Полковник не намеревался говорить, помнит он или не помнит, но было бесспорно, что и то, что в свое время рассказывалось художнику, он не желает признать запомненным. Он еще раз предостерег меня, что в новое время разговоры о предметах, важных в чьей-то жизни, звучат, как минимум, неуместно. Предметы не имеют значения, значение имеют человеческие жизни.
Он был абсолютно прав.
(«Ты еще читаешь, мама. Прекрасно. Я сомневалась, будить тебя или нет, если ты уснула, потому что это я должна тебе рассказать».
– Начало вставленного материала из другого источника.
//! Single-operator timing through `debug_run`

mod common;

use common::{event_log, DelayedSync, FakeClock, RecordingClock, RecordingSync, ScriptedExecutor};
use graph_runtime_debug::device::{Device, DeviceApiTable, DeviceKind};
use graph_runtime_debug::error::DebugRuntimeError;
use graph_runtime_debug::GraphRuntimeDebug;
use std::sync::atomic::Ordering;
use std::time::Duration;

const GPU0: Device = Device::new(DeviceKind::Gpu, 0);

#[test]
fn test_debug_run_returns_virtual_cost_in_seconds() {
    let clock = FakeClock::new();
    let exec = ScriptedExecutor::new(clock.clone())
        .placeholder("x")
        .op("y", Duration::from_millis(3));
    let mut rt = GraphRuntimeDebug::new(exec, DeviceApiTable::new()).with_clock(clock.clone());

    let secs = rt.debug_run(1).unwrap();
    assert!((secs - 0.003).abs() < 1e-12, "got {secs}");
    assert_eq!(rt.executor().calls(), vec![1]);
}

#[test]
fn test_empty_closure_is_zero_without_clock_reads() {
    let clock = FakeClock::new();
    let exec = ScriptedExecutor::new(clock.clone())
        .placeholder("x")
        .op("y", Duration::from_millis(1));
    let mut rt = GraphRuntimeDebug::new(exec, DeviceApiTable::new()).with_clock(clock.clone());

    assert_eq!(rt.debug_run(0).unwrap(), 0.0);
    assert_eq!(clock.reads(), 0);
    assert!(rt.executor().calls().is_empty());
}

#[test]
fn test_out_of_range_index_is_precondition() {
    let clock = FakeClock::new();
    let exec = ScriptedExecutor::new(clock.clone()).op("y", Duration::ZERO);
    let mut rt = GraphRuntimeDebug::new(exec, DeviceApiTable::new()).with_clock(clock);

    let err = rt.debug_run(1).unwrap_err();
    assert!(err.is_precondition());
    assert!(err.to_string().starts_with("Check failed: index < "), "{err}");
}

#[test]
fn test_sync_between_op_and_end_timestamp() {
    let events = event_log();
    let exec = ScriptedExecutor::new(FakeClock::new())
        .on_device(GPU0)
        .with_events(events.clone())
        .op("y", Duration::ZERO);
    let devices = DeviceApiTable::new().with_api(DeviceKind::Gpu, RecordingSync::new(events.clone()));
    let mut rt = GraphRuntimeDebug::new(exec, devices).with_clock(RecordingClock::new(events.clone()));

    rt.debug_run(0).unwrap();
    assert_eq!(
        *events.lock().unwrap(),
        vec!["now", "op:0", "sync:gpu(0)", "now"]
    );
}

#[test]
fn test_delayed_device_completion_is_measured() {
    let sync = DelayedSync::new(Duration::from_millis(10));
    let exec = ScriptedExecutor::new(FakeClock::new())
        .on_device(GPU0)
        .op("slow", Duration::ZERO);
    let devices = DeviceApiTable::new().with_api(DeviceKind::Gpu, sync.clone());
    // monotonic clock: the only elapsed time is the device delay
    let mut rt = GraphRuntimeDebug::new(exec, devices);

    let secs = rt.debug_run(0).unwrap();
    assert!(secs >= 0.010, "expected at least 10 ms, got {:.6} s", secs);
    assert_eq!(sync.syncs.load(Ordering::SeqCst), 1);
}

#[test]
fn test_unregistered_device_fails() {
    let exec = ScriptedExecutor::new(FakeClock::new())
        .on_device(GPU0)
        .op("y", Duration::ZERO);
    let mut rt = GraphRuntimeDebug::new(exec, DeviceApiTable::new());
    assert!(matches!(
        rt.debug_run(0),
        Err(DebugRuntimeError::DeviceUnavailable(_))
    ));
}

#[test]
fn test_closure_failure_propagates_unchanged() {
    let exec = ScriptedExecutor::new(FakeClock::new())
        .placeholder("x")
        .failing_op("bad");
    let mut rt = GraphRuntimeDebug::new(exec, DeviceApiTable::new());
    match rt.debug_run(1) {
        Err(DebugRuntimeError::KernelFailed { kernel, message }) => {
            assert_eq!(kernel, "bad");
            assert_eq!(message, "scripted failure");
        }
        other => panic!("expected kernel failure, got {:?}", other),
    }
}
Думаю, что никогда не видела мою дочь Марию такой оттаявшей, готовой преодолеть свой давний спазм, просветленной. Совершенно точно,
Я не уснула, потому что читала, а читала я перед сном роман французского писателя Мишеля Турнье [106] , Метеоры. Той ночью этот Турнье поймал меня в капкан своего языка и этим капканом напугал. Для испуга были причины: кто-то в крупном издательстве вспомнил прилежного переводчика пятидесятых, известную Софию Маркович. Вспомнил, что ее переводы французских романов хвалили как переводы знатока обоих языков, и французского, и сербского, а позже шептались о некой тайне, связанной с именем переводчика. Не знаю, что именно помнившего имя София Маркович, действительно подтолкнуло навести справки, но меня пригласили в издательство и предложили перевести последний роман очень модного французского автора, Мишеля Турнье. Я не стала сразу ни соглашаться, ни отказываться; сначала надо было прочитать все, что этот господин, лет на двадцать моложе меня, к этому времени написал. Но были и причины принять вызов, невзирая на возраст. Во-первых, это был наилучший способ убедить себя в том, что я еще могу работать, а во-вторых, это был способ кое-что заработать. Нет, ирония моей судьбы состояла в том, что она не ввергла меня в ужасающую нищету, хотя могла бы, и все условия для этого были, но, как сказали бы юристы, я оказалась в своем возрасте без гроша в кармане. Правда, у меня была вот эта комнатка, что уже немало. Есть у меня и дети, не только готовые подумать обо мне, но и готовые от меня скрывать, что думают обо мне, а это еще лучше. Они получились неплохими экземплярами человеческой породы, моя Мария и мой Веля.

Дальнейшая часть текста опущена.